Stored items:
_____
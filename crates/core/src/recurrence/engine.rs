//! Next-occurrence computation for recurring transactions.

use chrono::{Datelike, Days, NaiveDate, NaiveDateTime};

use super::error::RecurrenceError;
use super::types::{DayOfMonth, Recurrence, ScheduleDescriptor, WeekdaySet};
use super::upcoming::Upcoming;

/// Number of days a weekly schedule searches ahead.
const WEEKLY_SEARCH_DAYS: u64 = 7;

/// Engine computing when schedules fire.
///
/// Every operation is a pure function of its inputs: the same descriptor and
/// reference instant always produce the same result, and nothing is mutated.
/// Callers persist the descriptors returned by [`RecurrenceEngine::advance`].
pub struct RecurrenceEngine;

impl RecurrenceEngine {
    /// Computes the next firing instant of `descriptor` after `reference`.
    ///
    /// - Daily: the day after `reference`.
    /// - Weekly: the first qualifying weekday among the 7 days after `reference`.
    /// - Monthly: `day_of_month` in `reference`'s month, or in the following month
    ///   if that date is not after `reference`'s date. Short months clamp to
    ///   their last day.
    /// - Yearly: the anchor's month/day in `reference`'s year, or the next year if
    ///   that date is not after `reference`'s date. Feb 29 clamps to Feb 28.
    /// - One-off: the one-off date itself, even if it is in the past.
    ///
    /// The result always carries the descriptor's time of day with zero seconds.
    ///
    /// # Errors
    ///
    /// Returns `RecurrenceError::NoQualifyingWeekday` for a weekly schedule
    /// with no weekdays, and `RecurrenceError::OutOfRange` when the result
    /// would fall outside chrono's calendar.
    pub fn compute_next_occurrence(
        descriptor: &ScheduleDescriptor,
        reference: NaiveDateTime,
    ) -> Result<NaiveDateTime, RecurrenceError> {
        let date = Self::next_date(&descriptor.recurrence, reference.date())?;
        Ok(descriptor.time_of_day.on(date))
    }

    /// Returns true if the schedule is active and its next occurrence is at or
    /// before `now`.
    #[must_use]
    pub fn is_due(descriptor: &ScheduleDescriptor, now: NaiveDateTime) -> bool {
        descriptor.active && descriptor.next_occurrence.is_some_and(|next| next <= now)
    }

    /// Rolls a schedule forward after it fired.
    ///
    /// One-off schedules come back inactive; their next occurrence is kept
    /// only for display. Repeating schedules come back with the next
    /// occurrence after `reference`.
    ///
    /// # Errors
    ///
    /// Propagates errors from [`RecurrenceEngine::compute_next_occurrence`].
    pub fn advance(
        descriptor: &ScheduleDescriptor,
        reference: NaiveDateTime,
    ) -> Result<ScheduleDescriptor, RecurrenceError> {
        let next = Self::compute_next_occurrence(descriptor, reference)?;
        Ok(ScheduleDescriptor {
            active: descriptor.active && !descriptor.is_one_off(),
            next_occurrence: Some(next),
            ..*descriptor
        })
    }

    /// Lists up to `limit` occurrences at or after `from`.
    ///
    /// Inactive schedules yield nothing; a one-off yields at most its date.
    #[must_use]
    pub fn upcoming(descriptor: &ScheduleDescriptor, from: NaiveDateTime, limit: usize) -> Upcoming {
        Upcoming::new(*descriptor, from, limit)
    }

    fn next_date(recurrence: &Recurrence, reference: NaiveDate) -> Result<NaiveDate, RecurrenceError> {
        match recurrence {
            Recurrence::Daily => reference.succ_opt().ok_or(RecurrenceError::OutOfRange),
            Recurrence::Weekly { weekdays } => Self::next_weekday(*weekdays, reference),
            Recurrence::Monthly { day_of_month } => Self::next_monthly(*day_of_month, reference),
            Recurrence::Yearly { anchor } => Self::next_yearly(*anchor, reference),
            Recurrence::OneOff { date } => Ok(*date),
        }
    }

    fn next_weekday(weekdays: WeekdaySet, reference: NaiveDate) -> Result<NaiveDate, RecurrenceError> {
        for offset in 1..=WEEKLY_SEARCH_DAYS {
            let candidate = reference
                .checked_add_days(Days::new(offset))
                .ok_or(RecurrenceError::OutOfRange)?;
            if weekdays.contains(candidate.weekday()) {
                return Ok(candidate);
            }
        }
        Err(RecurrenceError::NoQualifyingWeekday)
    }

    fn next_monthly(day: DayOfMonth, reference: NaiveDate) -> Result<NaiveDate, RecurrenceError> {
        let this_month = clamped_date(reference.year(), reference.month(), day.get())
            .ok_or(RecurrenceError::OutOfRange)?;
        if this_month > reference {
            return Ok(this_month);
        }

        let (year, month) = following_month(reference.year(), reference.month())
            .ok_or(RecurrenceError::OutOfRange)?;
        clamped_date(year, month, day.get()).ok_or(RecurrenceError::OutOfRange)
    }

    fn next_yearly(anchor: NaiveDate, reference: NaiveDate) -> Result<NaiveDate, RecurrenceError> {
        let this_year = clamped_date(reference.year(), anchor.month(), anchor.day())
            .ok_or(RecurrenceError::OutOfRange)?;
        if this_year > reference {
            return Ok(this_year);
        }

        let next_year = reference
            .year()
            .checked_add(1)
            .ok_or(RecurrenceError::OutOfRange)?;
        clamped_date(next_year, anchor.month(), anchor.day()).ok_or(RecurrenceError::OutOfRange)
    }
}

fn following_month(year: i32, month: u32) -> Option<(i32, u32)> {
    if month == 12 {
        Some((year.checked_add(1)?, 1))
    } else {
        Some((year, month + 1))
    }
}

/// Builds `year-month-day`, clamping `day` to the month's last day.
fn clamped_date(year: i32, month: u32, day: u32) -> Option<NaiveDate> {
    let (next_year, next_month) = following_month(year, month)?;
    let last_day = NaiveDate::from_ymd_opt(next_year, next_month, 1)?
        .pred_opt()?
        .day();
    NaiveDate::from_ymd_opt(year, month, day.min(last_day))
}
_____
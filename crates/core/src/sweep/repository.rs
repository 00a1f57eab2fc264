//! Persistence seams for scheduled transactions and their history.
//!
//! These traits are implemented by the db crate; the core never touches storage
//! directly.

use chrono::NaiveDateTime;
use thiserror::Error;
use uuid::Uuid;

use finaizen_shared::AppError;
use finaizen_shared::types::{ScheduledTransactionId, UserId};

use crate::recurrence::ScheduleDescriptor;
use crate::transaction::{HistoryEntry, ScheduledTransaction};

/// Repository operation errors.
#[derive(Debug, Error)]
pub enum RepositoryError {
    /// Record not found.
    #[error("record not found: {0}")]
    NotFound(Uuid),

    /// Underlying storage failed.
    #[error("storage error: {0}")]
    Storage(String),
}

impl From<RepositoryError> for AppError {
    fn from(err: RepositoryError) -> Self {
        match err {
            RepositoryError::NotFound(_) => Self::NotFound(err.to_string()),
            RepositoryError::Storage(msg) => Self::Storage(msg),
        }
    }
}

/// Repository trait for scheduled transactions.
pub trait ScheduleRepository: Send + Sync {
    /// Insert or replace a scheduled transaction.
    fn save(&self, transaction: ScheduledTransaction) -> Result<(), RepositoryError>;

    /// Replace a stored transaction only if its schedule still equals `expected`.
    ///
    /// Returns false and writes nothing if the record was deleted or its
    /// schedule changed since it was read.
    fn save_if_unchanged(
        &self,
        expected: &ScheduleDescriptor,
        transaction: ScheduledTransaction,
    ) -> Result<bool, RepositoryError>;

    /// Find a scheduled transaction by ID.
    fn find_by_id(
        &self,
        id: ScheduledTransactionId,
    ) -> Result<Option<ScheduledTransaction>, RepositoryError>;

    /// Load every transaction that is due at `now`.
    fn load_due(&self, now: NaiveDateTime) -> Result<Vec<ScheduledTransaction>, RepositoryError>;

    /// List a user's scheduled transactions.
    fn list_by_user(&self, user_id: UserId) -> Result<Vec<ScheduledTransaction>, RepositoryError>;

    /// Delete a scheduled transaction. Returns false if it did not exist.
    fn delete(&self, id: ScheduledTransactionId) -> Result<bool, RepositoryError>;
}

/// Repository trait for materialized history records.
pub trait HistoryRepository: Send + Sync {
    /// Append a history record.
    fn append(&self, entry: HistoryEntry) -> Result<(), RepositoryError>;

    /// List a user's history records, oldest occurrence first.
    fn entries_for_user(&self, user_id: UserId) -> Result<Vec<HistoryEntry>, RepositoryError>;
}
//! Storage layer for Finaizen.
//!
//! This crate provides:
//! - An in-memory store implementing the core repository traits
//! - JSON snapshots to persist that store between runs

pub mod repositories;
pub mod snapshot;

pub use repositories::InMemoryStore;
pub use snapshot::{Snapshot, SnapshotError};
_____
[PROBLEM DETAILS] Among the lines above, find those holding "records" and copy each one.

[TASK OUTPUT]
/// Repository trait for materialized history records.
    /// List a user's history records, oldest occurrence first.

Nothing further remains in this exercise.